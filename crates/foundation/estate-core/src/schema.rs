//! Column names and literal bounds of the feature schema.

use serde::{Deserialize, Serialize};

pub const CITY: &str = "City";
pub const PROPERTY_TYPE: &str = "Property_Type";
pub const FURNISHED_STATUS: &str = "Furnished_Status";
pub const AMENITIES_COUNT: &str = "Amenities_Count";
pub const SIZE_IN_SQFT: &str = "Size_in_SqFt";
pub const PRICE_IN_LAKHS: &str = "Price_in_Lakhs";
pub const AGE_OF_PROPERTY: &str = "Age_of_Property";
pub const PUBLIC_TRANSPORT: &str = "Public_Transport_Accessibility";
pub const PARKING_SPACE: &str = "Parking_Space";
pub const SECURITY: &str = "Security";
pub const FACING: &str = "Facing";
pub const OWNER_TYPE: &str = "Owner_Type";
pub const AVAILABILITY_STATUS: &str = "Availability_Status";
pub const NEARBY_SCHOOLS: &str = "Nearby_Schools";
pub const NEARBY_HOSPITALS: &str = "Nearby_Hospitals";
pub const GROWTH_RATE: &str = "Growth_Rate";
pub const FUTURE_PRICE_5Y: &str = "Future_Price_5Y";

/// Column order of the single-row frame handed to both pipelines.
pub const FEATURE_COLUMNS: [&str; 15] = [
    SIZE_IN_SQFT,
    PRICE_IN_LAKHS,
    AMENITIES_COUNT,
    NEARBY_SCHOOLS,
    NEARBY_HOSPITALS,
    AGE_OF_PROPERTY,
    CITY,
    PROPERTY_TYPE,
    FURNISHED_STATUS,
    PUBLIC_TRANSPORT,
    PARKING_SPACE,
    SECURITY,
    FACING,
    OWNER_TYPE,
    AVAILABILITY_STATUS,
];

/// Inclusive numeric bounds of a form field.
#[derive(Debug, Clone, Copy, PartialEq, Serialize, Deserialize)]
pub struct NumericBounds {
    pub min: f64,
    pub max: f64,
    pub step: f64,
}

impl NumericBounds {
    pub const fn new(min: f64, max: f64, step: f64) -> Self {
        Self { min, max, step }
    }

    pub fn contains(&self, value: f64) -> bool {
        value >= self.min && value <= self.max
    }
}

pub const SIZE_BOUNDS: NumericBounds = NumericBounds::new(200.0, 10_000.0, 50.0);
pub const PRICE_BOUNDS: NumericBounds = NumericBounds::new(5.0, 10_000.0, 0.01);
pub const AGE_BOUNDS: NumericBounds = NumericBounds::new(0.0, 50.0, 1.0);
pub const AMENITIES_BOUNDS: NumericBounds = NumericBounds::new(1.0, 5.0, 1.0);

/// Default slider position for the amenities count.
pub const AMENITIES_DEFAULT: u8 = 3;

/// Categorical feature columns whose choices come from the reference dataset.
#[derive(Debug, Clone, Copy, PartialEq, Eq, Hash, PartialOrd, Ord, Serialize, Deserialize)]
pub enum CategoryColumn {
    City,
    PropertyType,
    FurnishedStatus,
    PublicTransport,
    ParkingSpace,
    Security,
    Facing,
    OwnerType,
    AvailabilityStatus,
}

impl CategoryColumn {
    pub const ALL: [CategoryColumn; 9] = [
        CategoryColumn::City,
        CategoryColumn::PropertyType,
        CategoryColumn::FurnishedStatus,
        CategoryColumn::PublicTransport,
        CategoryColumn::ParkingSpace,
        CategoryColumn::Security,
        CategoryColumn::Facing,
        CategoryColumn::OwnerType,
        CategoryColumn::AvailabilityStatus,
    ];

    /// Column name in the dataset and in the feature frame.
    pub fn column(self) -> &'static str {
        match self {
            Self::City => CITY,
            Self::PropertyType => PROPERTY_TYPE,
            Self::FurnishedStatus => FURNISHED_STATUS,
            Self::PublicTransport => PUBLIC_TRANSPORT,
            Self::ParkingSpace => PARKING_SPACE,
            Self::Security => SECURITY,
            Self::Facing => FACING,
            Self::OwnerType => OWNER_TYPE,
            Self::AvailabilityStatus => AVAILABILITY_STATUS,
        }
    }

    /// Human label shown next to the form control.
    pub fn label(self) -> &'static str {
        match self {
            Self::City => "City",
            Self::PropertyType => "Property Type",
            Self::FurnishedStatus => "Furnished Status",
            Self::PublicTransport => "Public Transport Accessibility",
            Self::ParkingSpace => "Parking Space",
            Self::Security => "Security",
            Self::Facing => "Facing",
            Self::OwnerType => "Owner Type",
            Self::AvailabilityStatus => "Availability Status",
        }
    }

    /// Yes/No columns offer a fixed pair of options instead of dataset values.
    pub fn is_yes_no(self) -> bool {
        matches!(self, Self::ParkingSpace | Self::Security)
    }
}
________
(EXERCISE) Search the records above for "OwnerType". Copy each line where it is found.

(RESPONSE TO THIS TASK)
    OwnerType,
        CategoryColumn::OwnerType,
            Self::OwnerType => OWNER_TYPE,
            Self::OwnerType => "Owner Type",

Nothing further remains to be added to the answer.